Lufthansa canceled a total of 30 flights at Hans Koschnick Airport, 15 on Thursday and 15 on Friday. Connections to the important hubs in Munich and Frankfurt are affected. This Thursday, for example, only the flight to Frankfurt at 6.35 a.m. takes place – all other connections to the metropolis on the Main are canceled. Munich will still be served four times that day.
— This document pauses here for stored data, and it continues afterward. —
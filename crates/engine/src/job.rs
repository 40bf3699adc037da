//! A job being quoted: its lines, their committed results, and the totals
//! derived from them.
//!
//! Totals are never stored on the job. They are aggregated from the committed
//! line results whenever asked for, and only frozen into a [`JobSnapshot`]
//! when the job is saved.

use std::collections::HashMap;

use chrono::{DateTime, Utc};
use serde::{Deserialize, Serialize};
use uuid::Uuid;

use crate::{
    CatalogSource, CostItem, CostingContext, Currency, EngineError, LineItem, LineResult,
    MoneyCents, ResultEngine, TaxMode, VatRate, line::recompute_line, pricing::normalize_selection,
    seed_cost_items,
};

/// Job-level figures.
#[derive(Clone, Debug, Default, PartialEq, Serialize, Deserialize)]
pub struct JobTotals {
    /// Sum of ex-VAT sale amounts.
    pub total_sale: f64,
    pub total_vat: f64,
    pub total_gross: f64,
    /// Sum of total material cost over every cost item.
    pub total_cost: f64,
    pub total_cost_vat: f64,
    pub gross_profit: f64,
    /// Gross profit as a percentage of total sale; `None` when nothing is sold.
    pub margin_percent: Option<f64>,
}

impl JobTotals {
    pub fn aggregate<'a>(results: impl IntoIterator<Item = &'a LineResult>) -> Self {
        let mut totals = Self::default();
        for result in results {
            totals.total_sale += result.sale_ex_vat;
            totals.total_vat += result.vat_amount;
            totals.total_gross += result.gross_total;
            totals.total_cost += result.total_material_cost();
            totals.total_cost_vat += result.total_cost_vat();
        }
        totals.gross_profit = totals.total_sale - totals.total_cost;
        totals.margin_percent =
            (totals.total_sale != 0.0).then(|| totals.gross_profit / totals.total_sale * 100.0);
        totals
    }
}

/// Totals recorded when a job is saved.
///
/// The snapshot does not follow later catalog price changes; compare it with
/// fresh totals using [`JobSnapshot::is_stale`].
#[derive(Clone, Debug, PartialEq, Eq, Serialize, Deserialize)]
pub struct JobSnapshot {
    pub job_id: Uuid,
    pub tax_mode: TaxMode,
    pub currency: Currency,
    pub total_sale: MoneyCents,
    pub total_vat: MoneyCents,
    pub total_gross: MoneyCents,
    pub total_cost: MoneyCents,
    pub gross_profit: MoneyCents,
    pub saved_at: DateTime<Utc>,
}

impl JobSnapshot {
    #[must_use]
    pub fn new(
        job_id: Uuid,
        tax_mode: TaxMode,
        totals: &JobTotals,
        currency: Currency,
        saved_at: DateTime<Utc>,
    ) -> Self {
        Self {
            job_id,
            tax_mode,
            currency,
            total_sale: MoneyCents::from_major(totals.total_sale),
            total_vat: MoneyCents::from_major(totals.total_vat),
            total_gross: MoneyCents::from_major(totals.total_gross),
            total_cost: MoneyCents::from_major(totals.total_cost),
            gross_profit: MoneyCents::from_major(totals.gross_profit),
            saved_at,
        }
    }

    /// `true` when `current` no longer rounds to the recorded figures.
    #[must_use]
    pub fn is_stale(&self, current: &JobTotals) -> bool {
        self.total_sale != MoneyCents::from_major(current.total_sale)
            || self.total_vat != MoneyCents::from_major(current.total_vat)
            || self.total_gross != MoneyCents::from_major(current.total_gross)
            || self.total_cost != MoneyCents::from_major(current.total_cost)
    }
}

/// A job and the results of its lines.
///
/// Every mutating call recomputes what it touched before returning, so the
/// committed results always reflect the latest inputs. Calls that recompute
/// report whether a committed result actually changed.
#[derive(Clone, Debug)]
pub struct Job {
    id: Uuid,
    ctx: CostingContext,
    lines: Vec<LineItem>,
    results: HashMap<Uuid, LineResult>,
}

impl Job {
    #[must_use]
    pub fn new(ctx: CostingContext) -> Self {
        Self::with_id(Uuid::new_v4(), ctx)
    }

    #[must_use]
    pub fn with_id(id: Uuid, ctx: CostingContext) -> Self {
        Self {
            id,
            ctx,
            lines: Vec::new(),
            results: HashMap::new(),
        }
    }

    pub fn id(&self) -> Uuid {
        self.id
    }

    pub fn context(&self) -> &CostingContext {
        &self.ctx
    }

    pub fn lines(&self) -> &[LineItem] {
        &self.lines
    }

    pub fn line(&self, line_id: Uuid) -> ResultEngine<&LineItem> {
        self.lines
            .iter()
            .find(|line| line.id == line_id)
            .ok_or_else(|| EngineError::KeyNotFound(line_id.to_string()))
    }

    /// Committed result of a line.
    pub fn result(&self, line_id: Uuid) -> Option<&LineResult> {
        self.results.get(&line_id)
    }

    /// Committed results in line order.
    pub fn results(&self) -> impl Iterator<Item = &LineResult> {
        self.lines
            .iter()
            .filter_map(|line| self.results.get(&line.id))
    }

    fn position(&self, line_id: Uuid) -> ResultEngine<usize> {
        self.lines
            .iter()
            .position(|line| line.id == line_id)
            .ok_or_else(|| EngineError::KeyNotFound(line_id.to_string()))
    }

    /// Stores `result` unless an identical one is already committed.
    fn commit(&mut self, result: LineResult) -> bool {
        match self.results.get(&result.line_id) {
            Some(existing) if *existing == result => false,
            _ => {
                self.results.insert(result.line_id, result);
                true
            }
        }
    }

    /// Recomputes the line at `index`, first pruning its add-on selection to
    /// the options its catalog item still offers.
    fn recompute_at<C: CatalogSource + ?Sized>(&mut self, index: usize, catalog: &C) -> bool {
        let line = &mut self.lines[index];
        line.selected_add_ons = match line.catalog_item_id.and_then(|id| catalog.sale_item(id)) {
            Some(item) => normalize_selection(&line.selected_add_ons, item, catalog),
            None => Vec::new(),
        };
        let result = recompute_line(&self.lines[index], catalog, &self.ctx);
        self.commit(result)
    }

    /// Appends a line and computes it.
    pub fn add_line<C: CatalogSource + ?Sized>(
        &mut self,
        line: LineItem,
        catalog: &C,
    ) -> ResultEngine<Uuid> {
        if self.lines.iter().any(|l| l.id == line.id) {
            return Err(EngineError::ExistingKey(line.id.to_string()));
        }

        let id = line.id;
        self.lines.push(line);
        let index = self.lines.len() - 1;
        self.recompute_at(index, catalog);
        tracing::debug!(job_id = %self.id, line_id = %id, "line added");
        Ok(id)
    }

    /// Appends a line for a catalog item with its linked materials seeded as
    /// cost items.
    pub fn add_catalog_line<C: CatalogSource + ?Sized>(
        &mut self,
        item_id: Uuid,
        catalog: &C,
        edit: impl FnOnce(LineItem) -> LineItem,
    ) -> ResultEngine<Uuid> {
        let item = catalog
            .sale_item(item_id)
            .ok_or_else(|| EngineError::KeyNotFound(item_id.to_string()))?;
        let mut line = LineItem::for_catalog_item(item).vat_rate(self.ctx.default_vat_rate);
        line.cost_items = seed_cost_items(item, catalog);
        self.add_line(edit(line), catalog)
    }

    /// Applies `edit` to a line and recomputes it.
    pub fn update_line<C, F>(&mut self, line_id: Uuid, catalog: &C, edit: F) -> ResultEngine<bool>
    where
        C: CatalogSource + ?Sized,
        F: FnOnce(&mut LineItem),
    {
        let index = self.position(line_id)?;
        let line = &mut self.lines[index];
        edit(line);
        // The id is the key of the committed result.
        line.id = line_id;
        Ok(self.recompute_at(index, catalog))
    }

    pub fn remove_line(&mut self, line_id: Uuid) -> ResultEngine<LineItem> {
        let index = self.position(line_id)?;
        self.results.remove(&line_id);
        tracing::debug!(job_id = %self.id, line_id = %line_id, "line removed");
        Ok(self.lines.remove(index))
    }

    /// Adds a cost item to a line, returning the cost item id.
    pub fn add_cost_item<C: CatalogSource + ?Sized>(
        &mut self,
        line_id: Uuid,
        item: CostItem,
        catalog: &C,
    ) -> ResultEngine<Uuid> {
        let index = self.position(line_id)?;
        let line = &mut self.lines[index];
        if line.cost_items.iter().any(|c| c.id == item.id) {
            return Err(EngineError::ExistingKey(item.id.to_string()));
        }
        let id = item.id;
        line.cost_items.push(item);
        self.recompute_at(index, catalog);
        Ok(id)
    }

    pub fn remove_cost_item<C: CatalogSource + ?Sized>(
        &mut self,
        line_id: Uuid,
        cost_item_id: Uuid,
        catalog: &C,
    ) -> ResultEngine<CostItem> {
        let index = self.position(line_id)?;
        let line = &mut self.lines[index];
        let position = line
            .cost_items
            .iter()
            .position(|c| c.id == cost_item_id)
            .ok_or_else(|| EngineError::KeyNotFound(cost_item_id.to_string()))?;
        let removed = line.cost_items.remove(position);
        self.recompute_at(index, catalog);
        Ok(removed)
    }

    pub fn recompute_line<C: CatalogSource + ?Sized>(
        &mut self,
        line_id: Uuid,
        catalog: &C,
    ) -> ResultEngine<bool> {
        let index = self.position(line_id)?;
        Ok(self.recompute_at(index, catalog))
    }

    /// Recomputes every line, e.g. after reference prices changed. Returns how
    /// many committed results changed.
    pub fn recompute_all<C: CatalogSource + ?Sized>(&mut self, catalog: &C) -> usize {
        let changed = (0..self.lines.len())
            .filter(|&index| self.recompute_at(index, catalog))
            .count();
        tracing::debug!(job_id = %self.id, changed, "job recomputed");
        changed
    }

    pub fn set_tax_mode<C: CatalogSource + ?Sized>(&mut self, mode: TaxMode, catalog: &C) -> usize {
        self.ctx.tax_mode = mode;
        self.recompute_all(catalog)
    }

    pub fn set_default_vat_rate<C: CatalogSource + ?Sized>(
        &mut self,
        rate: VatRate,
        catalog: &C,
    ) -> usize {
        self.ctx.default_vat_rate = rate;
        self.recompute_all(catalog)
    }

    pub fn totals(&self) -> JobTotals {
        JobTotals::aggregate(self.results())
    }

    /// Freezes the current totals.
    pub fn save(&self, currency: Currency, saved_at: DateTime<Utc>) -> JobSnapshot {
        let snapshot = JobSnapshot::new(self.id, self.ctx.tax_mode, &self.totals(), currency, saved_at);
        tracing::info!(
            job_id = %self.id,
            total_sale = %snapshot.total_sale,
            total_cost = %snapshot.total_cost,
            "job totals saved"
        );
        snapshot
    }
}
According to the emergency plan, there will be no trips to Frankfurt on Friday. Connections between the Lufthansa subsidiaries Eurowings and Swiss to Stuttgart and Zurich are not affected.
“We recommend all travelers to contact the airline in advance and check their flight status on the company’s website,” said Andrea Hartmann, spokeswoman for Bremen Airport. The situation is very similar in Hamburg and Hanover. According to Lufthansa information, around 40 connections to and from Munich and Frankfurt will fail at both airports.
On Wednesday, Lufthansa announced on its website that it would rebook all affected passengers for other flights by evening. If you have a ticket for the strike days Thursday and Friday, you can rebook it once for a Lufthansa Group flight within the next ten days. For connections within Germany, airline tickets can also be converted into train tickets on their homepage. Alternatively, tickets can be returned entirely. Travelers will then get the purchase price back. According to the company, a total of 180,000 passengers worldwide are affected by the strike.
Also on Wednesday, Lufthansa failed to legally prevent the strike by the Ufo union. In the first instance, the Frankfurt Labor Court rejected the company’s urgent application, as well as a short-term appeal. According to a cursory assessment, the collective agreements had been terminated correctly and the strike decision was valid, explained the presiding judge. The judge rejected attacks by Lufthansa lawyers against the union’s short-term change in the work camp regulations. These are internal regulations of the UFO without external impact. There are also no obvious doubts about the ability to pay, which the UFO Federal Labor Court last confirmed in a judgment in 2014.
In the court hearing, Lufthansa had offered the union immediate preliminary negotiations on tariff issues, but these could only be finalized with the newly elected UFO board from February 15, 2020. The current board of directors continues to be rejected as not authorized to represent, said the Lufthansa lawyer. Ufo, on the other hand, demanded immediate collective bargaining with the current board.